Dataset entries:

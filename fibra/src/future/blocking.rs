use crate::context;
use crate::error::Error;
use crate::future::FutureHandle;
use std::panic::{AssertUnwindSafe, catch_unwind};
use std::thread;
use tracing::{debug, error};

/// Runs `f` on a helper thread and returns a handle to its outcome.
///
/// The outcome is delivered back on the loop thread. A panic in `f` resolves
/// the handle with [`Error::Panicked`]. The loop stays alive while the helper
/// thread runs.
///
/// ```no_run
/// # #[fibra::main]
/// # async fn main() -> anyhow::Result<()> {
/// let read = fibra::future::spawn_blocking(|| {
///     std::fs::read("Cargo.toml").map(|bytes| bytes.len())
/// });
///
/// let len = read.await??;
/// println!("read {len} bytes");
/// # Ok(())
/// # }
/// ```
///
/// # Panics
///
/// Panics when called outside a runtime.
#[track_caller]
pub fn spawn_blocking<T, F>(f: F) -> FutureHandle<T>
where
    T: Send + 'static,
    F: FnOnce() -> T + Send + 'static,
{
    let handle = FutureHandle::new();
    let resolver = handle.resolver();
    let remote = resolver.clone().into_remote();

    let name = context::with_core(|core| core.cfg.next_thread_name());
    let spawned = thread::Builder::new().name(name).spawn(move || {
        match catch_unwind(AssertUnwindSafe(f)) {
            Ok(value) => remote.ok(value),
            Err(payload) => remote.settle(Err(Error::panicked(payload))),
        };
    });

    match spawned {
        Ok(_) => debug!(future.id = %handle.id(), "spawned blocking helper thread"),
        Err(err) => {
            error!(error = %err, "failed to spawn blocking helper thread");
            resolver.settle(Err(Error::other(err.into())));
        }
    }

    handle
}

#[cfg(test)]
mod tests {
    use super::*;
    use crate as fibra;
    use crate::runtime::Builder;
    use anyhow::Result;
    use std::sync::{Arc, Mutex};
    use std::time::Duration;

    #[fibra::test]
    async fn test_result_delivered_on_loop_thread() -> Result<()> {
        let loop_thread = thread::current().id();

        let handle = spawn_blocking(|| {
            thread::sleep(Duration::from_millis(10));
            thread::current().id()
        });
        assert!(!handle.is_resolved());

        let helper_thread = handle.await?;
        assert_ne!(helper_thread, loop_thread);

        // The completion was unparked by the loop.
        assert!(context::with_core(|core| core.parked.borrow().is_empty()));
        Ok(())
    }

    #[fibra::test]
    async fn test_panic_becomes_error() -> Result<()> {
        let handle = spawn_blocking(|| -> u32 { panic!("helper exploded") });

        let err = handle.await.expect_err("helper panicked");
        assert!(err.is_panic());
        assert!(err.to_string().contains("helper exploded"));
        Ok(())
    }

    #[test]
    fn test_helper_threads_use_configured_name() -> Result<()> {
        let names = Arc::new(Mutex::new(Vec::new()));
        let runtime = Builder::new_local().thread_name("digest-worker").try_build()?;

        let recorded = Arc::clone(&names);
        runtime.block_on(async move {
            let handle = spawn_blocking(move || {
                let name = thread::current().name().map(str::to_owned);
                recorded.lock().expect("poisoned").push(name);
            });
            handle.await
        })?;

        assert_eq!(*names.lock().expect("poisoned"), vec![Some("digest-worker".to_owned())]);
        Ok(())
    }
}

*What is being asked*
Every line above must be repeated exactly as it appears.

*Solved exercise*
filename fibra/src/future/blocking.rs
use crate::context;
use crate::error::Error;
use crate::future::FutureHandle;
use std::panic::{AssertUnwindSafe, catch_unwind};
use std::thread;
use tracing::{debug, error};

/// Runs `f` on a helper thread and returns a handle to its outcome.
///
/// The outcome is delivered back on the loop thread. A panic in `f` resolves
/// the handle with [`Error::Panicked`]. The loop stays alive while the helper
/// thread runs.
///
/// ```no_run
/// # #[fibra::main]
/// # async fn main() -> anyhow::Result<()> {
/// let read = fibra::future::spawn_blocking(|| {
///     std::fs::read("Cargo.toml").map(|bytes| bytes.len())
/// });
///
/// let len = read.await??;
/// println!("read {len} bytes");
/// # Ok(())
/// # }
/// ```
///
/// # Panics
///
/// Panics when called outside a runtime.
#[track_caller]
pub fn spawn_blocking<T, F>(f: F) -> FutureHandle<T>
where
    T: Send + 'static,
    F: FnOnce() -> T + Send + 'static,
{
    let handle = FutureHandle::new();
    let resolver = handle.resolver();
    let remote = resolver.clone().into_remote();

    let name = context::with_core(|core| core.cfg.next_thread_name());
    let spawned = thread::Builder::new().name(name).spawn(move || {
        match catch_unwind(AssertUnwindSafe(f)) {
            Ok(value) => remote.ok(value),
            Err(payload) => remote.settle(Err(Error::panicked(payload))),
        };
    });

    match spawned {
        Ok(_) => debug!(future.id = %handle.id(), "spawned blocking helper thread"),
        Err(err) => {
            error!(error = %err, "failed to spawn blocking helper thread");
            resolver.settle(Err(Error::other(err.into())));
        }
    }

    handle
}

#[cfg(test)]
mod tests {
    use super::*;
    use crate as fibra;
    use crate::runtime::Builder;
    use anyhow::Result;
    use std::sync::{Arc, Mutex};
    use std::time::Duration;

    #[fibra::test]
    async fn test_result_delivered_on_loop_thread() -> Result<()> {
        let loop_thread = thread::current().id();

        let handle = spawn_blocking(|| {
            thread::sleep(Duration::from_millis(10));
            thread::current().id()
        });
        assert!(!handle.is_resolved());

        let helper_thread = handle.await?;
        assert_ne!(helper_thread, loop_thread);

        // The completion was unparked by the loop.
        assert!(context::with_core(|core| core.parked.borrow().is_empty()));
        Ok(())
    }

    #[fibra::test]
    async fn test_panic_becomes_error() -> Result<()> {
        let handle = spawn_blocking(|| -> u32 { panic!("helper exploded") });

        let err = handle.await.expect_err("helper panicked");
        assert!(err.is_panic());
        assert!(err.to_string().contains("helper exploded"));
        Ok(())
    }

    #[test]
    fn test_helper_threads_use_configured_name() -> Result<()> {
        let names = Arc::new(Mutex::new(Vec::new()));
        let runtime = Builder::new_local().thread_name("digest-worker").try_build()?;

        let recorded = Arc::clone(&names);
        runtime.block_on(async move {
            let handle = spawn_blocking(move || {
                let name = thread::current().name().map(str::to_owned);
                recorded.lock().expect("poisoned").push(name);
            });
            handle.await
        })?;

        assert_eq!(*names.lock().expect("poisoned"), vec![Some("digest-worker".to_owned())]);
        Ok(())
    }
}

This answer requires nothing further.